Images Clockwise from top left: Lost Horizon I, 2008 ; Body and Fruit, 1991/93; Flesh, 1990; Clearing V, 2009.
In addition, Gormley brings colossal, industrial art to the regal galleries of the Royal Academy. At times the commodious Beaux-Arts galleries struggle to fit the brutalist structures which probably work better outdoors. However, the juxtaposition is effective. Clearing V is a swirling tangle of aluminium; Cave, is an ominous pile of metal boxes reminiscent of mine shafts. These are objects to explore and enter - Cave with trepidation for the claustrophobic. The installation Host is not interactive, mind you, and comprises a gallery room filled with water from wall to wall on a clay bed of peculiar growth. Staff might be kept on their toes minding this one.

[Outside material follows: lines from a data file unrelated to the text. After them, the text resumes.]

use std::collections::HashMap;
use std::fmt::Debug;
use std::fs;
use std::path::{Component, Path, PathBuf};
use std::sync::atomic::{AtomicBool, AtomicI32, Ordering};
use std::time::SystemTime;

use parking_lot::Mutex;
use serde_json::Value;

use crate::bundle::BundleError;
use crate::kernel::constants::AUTOSTART_STOPPED;
use crate::properties::Properties;

/// Storage backing an installed bundle: its manifest, its resources and
/// the persisted autostart setting.
pub trait BundleArchive: Send + Sync + Debug {
    /// Bytes of the resource at `path`, if present.
    fn resource(&self, path: &str) -> Option<Vec<u8>>;

    fn manifest_headers(&self) -> Properties;

    /// Drops persisted state once the bundle is uninstalled.
    fn purge(&self);

    fn set_autostart_setting(&self, setting: i32);

    /// `-1` for stopped, `0` for eager start.
    fn autostart_setting(&self) -> i32;

    fn last_modified(&self) -> SystemTime;

    fn set_last_modified(&self, time: SystemTime);
}

/// An archive held entirely in memory.
#[derive(Debug)]
pub struct MemoryArchive {
    headers: Properties,
    resources: HashMap<String, Vec<u8>>,
    autostart: AtomicI32,
    last_modified: Mutex<SystemTime>,
    purged: AtomicBool,
}

impl MemoryArchive {
    pub fn new(headers: Properties) -> Self {
        Self {
            headers,
            resources: HashMap::new(),
            autostart: AtomicI32::new(AUTOSTART_STOPPED),
            last_modified: Mutex::new(SystemTime::now()),
            purged: AtomicBool::new(false),
        }
    }

    /// Builds an archive from a JSON object of headers.
    pub fn from_json(headers: &Value) -> Result<Self, BundleError> {
        let headers = Properties::from_json(headers).map_err(|e| BundleError::InvalidManifest {
            location: "<memory>".to_string(),
            reason: e.to_string(),
        })?;
        Ok(Self::new(headers))
    }

    pub fn with_resource(mut self, path: impl Into<String>, data: impl Into<Vec<u8>>) -> Self {
        self.resources.insert(path.into(), data.into());
        self
    }

    pub fn is_purged(&self) -> bool {
        self.purged.load(Ordering::Acquire)
    }
}

impl BundleArchive for MemoryArchive {
    fn resource(&self, path: &str) -> Option<Vec<u8>> {
        self.resources.get(path.trim_start_matches('/')).cloned()
    }

    fn manifest_headers(&self) -> Properties {
        self.headers.clone()
    }

    fn purge(&self) {
        self.purged.store(true, Ordering::Release);
        self.autostart.store(AUTOSTART_STOPPED, Ordering::Release);
    }

    fn set_autostart_setting(&self, setting: i32) {
        self.autostart.store(setting, Ordering::Release);
    }

    fn autostart_setting(&self) -> i32 {
        self.autostart.load(Ordering::Acquire)
    }

    fn last_modified(&self) -> SystemTime {
        *self.last_modified.lock()
    }

    fn set_last_modified(&self, time: SystemTime) {
        *self.last_modified.lock() = time;
    }
}

/// An archive read from a directory containing `manifest.json` and the
/// bundle's resources.
#[derive(Debug)]
pub struct DirectoryArchive {
    root: PathBuf,
    headers: Properties,
    autostart: AtomicI32,
    last_modified: Mutex<SystemTime>,
}

pub const MANIFEST_FILE: &str = "manifest.json";

impl DirectoryArchive {
    pub fn open(root: impl Into<PathBuf>) -> Result<Self, BundleError> {
        let root = root.into();
        let manifest_path = root.join(MANIFEST_FILE);
        let content = fs::read_to_string(&manifest_path).map_err(|e| BundleError::io("read_manifest", &manifest_path, e))?;
        let invalid = |reason: String| BundleError::InvalidManifest { location: root.display().to_string(), reason };
        let value: Value = serde_json::from_str(&content).map_err(|e| invalid(format!("failed to parse {MANIFEST_FILE}: {e}")))?;
        if !value.is_object() {
            return Err(invalid(format!("{MANIFEST_FILE} must contain a JSON object")));
        }
        let headers = Properties::from_json(&value).map_err(|e| invalid(e.to_string()))?;
        let last_modified = fs::metadata(&manifest_path).and_then(|m| m.modified()).unwrap_or_else(|_| SystemTime::now());
        Ok(Self {
            root,
            headers,
            autostart: AtomicI32::new(AUTOSTART_STOPPED),
            last_modified: Mutex::new(last_modified),
        })
    }

    pub fn root(&self) -> &Path {
        &self.root
    }

    fn resolve(&self, path: &str) -> Option<PathBuf> {
        let relative = Path::new(path.trim_start_matches('/'));
        let escapes = relative
            .components()
            .any(|c| matches!(c, Component::ParentDir | Component::RootDir | Component::Prefix(_)));
        (!escapes).then(|| self.root.join(relative))
    }
}

impl BundleArchive for DirectoryArchive {
    fn resource(&self, path: &str) -> Option<Vec<u8>> {
        let full = self.resolve(path)?;
        fs::read(full).ok()
    }

    fn manifest_headers(&self) -> Properties {
        self.headers.clone()
    }

    fn purge(&self) {
        self.autostart.store(AUTOSTART_STOPPED, Ordering::Release);
    }

    fn set_autostart_setting(&self, setting: i32) {
        self.autostart.store(setting, Ordering::Release);
    }

    fn autostart_setting(&self) -> i32 {
        self.autostart.load(Ordering::Acquire)
    }

    fn last_modified(&self) -> SystemTime {
        *self.last_modified.lock()
    }

    fn set_last_modified(&self, time: SystemTime) {
        *self.last_modified.lock() = time;
    }
}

There is a detachment to Gormley’s sculptures. He presents his form in stiff poses, cast in iron or absent as cut-outs.
Even though he uses himself as muse (and en masse this can appear repetitive), he isn’t remotely narcissistic. His face is blank; his body anonymous as if embalmed. The works are powerful but not emotionally sensitive or endearing. In the end, this is an exhibition to marvel for its magnitude and engineering and the impact of Gormley’s inventive mind.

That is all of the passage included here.